(Saved data entries)
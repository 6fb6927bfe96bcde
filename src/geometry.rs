//! Integer and float rectangles.

use std::fmt;

use glam::{Vec2, vec2};

/// Axis-aligned rectangle with integer pixel edges (Y grows downward)
#[derive(Clone, Copy, Debug, PartialEq, Eq, Hash, Default)]
pub struct Rect {
    pub left: i32,
    pub top: i32,
    pub right: i32,
    pub bottom: i32,
}

impl Rect {
    pub const fn new(left: i32, top: i32, right: i32, bottom: i32) -> Self {
        Rect { left, top, right, bottom }
    }

    /// Rectangle of the given size with its top-left corner at the origin
    pub const fn from_size(width: i32, height: i32) -> Self {
        Rect::new(0, 0, width, height)
    }

    /// Saturates at `i32::MAX`/`i32::MIN` for extreme edges
    #[inline]
    pub fn width(&self) -> i32 {
        self.right.saturating_sub(self.left)
    }

    #[inline]
    pub fn height(&self) -> i32 {
        self.bottom.saturating_sub(self.top)
    }

    /// Area in square pixels, zero for degenerate rectangles
    pub fn area(&self) -> i64 {
        i64::from(self.width().max(0)) * i64::from(self.height().max(0))
    }

    pub fn is_empty(&self) -> bool {
        self.left >= self.right || self.top >= self.bottom
    }

    /// Left <= right and top <= bottom
    pub fn is_ordered(&self) -> bool {
        self.left <= self.right && self.top <= self.bottom
    }

    /// Whether `other` lies entirely inside this rectangle (edges may touch)
    pub fn contains(&self, other: &Rect) -> bool {
        self.left <= other.left
            && self.top <= other.top
            && other.right <= self.right
            && other.bottom <= self.bottom
    }

    /// Grow outward by `amount` on all four edges, stopping at the `i32`
    /// limits
    pub fn outset(&self, amount: i32) -> Rect {
        Rect::new(
            self.left.saturating_sub(amount),
            self.top.saturating_sub(amount),
            self.right.saturating_add(amount),
            self.bottom.saturating_add(amount),
        )
    }

    /// Mirror horizontally inside `container`
    pub fn mirror_x(&self, container: &Rect) -> Rect {
        Rect::new(
            container.left + container.right - self.right,
            self.top,
            container.left + container.right - self.left,
            self.bottom,
        )
    }
}

impl fmt::Display for Rect {
    fn fmt(&self, f: &mut fmt::Formatter<'_>) -> fmt::Result {
        write!(f, "[{}, {}, {}, {}]", self.left, self.top, self.right, self.bottom)
    }
}

/// Axis-aligned rectangle with float corners, for surfaces that paint
/// curved geometry
#[derive(Clone, Copy, Debug, PartialEq, Default)]
pub struct RectF {
    pub min: Vec2,
    pub max: Vec2,
}

impl RectF {
    pub fn new(left: f32, top: f32, right: f32, bottom: f32) -> Self {
        RectF {
            min: vec2(left, top),
            max: vec2(right, bottom),
        }
    }

    #[inline]
    pub fn width(&self) -> f32 {
        self.max.x - self.min.x
    }

    #[inline]
    pub fn height(&self) -> f32 {
        self.max.y - self.min.y
    }

    pub fn size(&self) -> Vec2 {
        self.max - self.min
    }

    pub fn center(&self) -> Vec2 {
        (self.min + self.max) * 0.5
    }
}

impl From<Rect> for RectF {
    fn from(r: Rect) -> Self {
        RectF::new(r.left as f32, r.top as f32, r.right as f32, r.bottom as f32)
    }
}

impl fmt::Display for RectF {
    fn fmt(&self, f: &mut fmt::Formatter<'_>) -> fmt::Result {
        write!(
            f,
            "[{}, {}, {}, {}]",
            self.min.x, self.min.y, self.max.x, self.max.y
        )
    }
}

● **PROBLEM**
Where in the entries above does the word "Clone" appear? Copy each line that has it.

● **PROBLEM SOLUTION**
#[derive(Clone, Copy, Debug, PartialEq, Eq, Hash, Default)]
#[derive(Clone, Copy, Debug, PartialEq, Default)]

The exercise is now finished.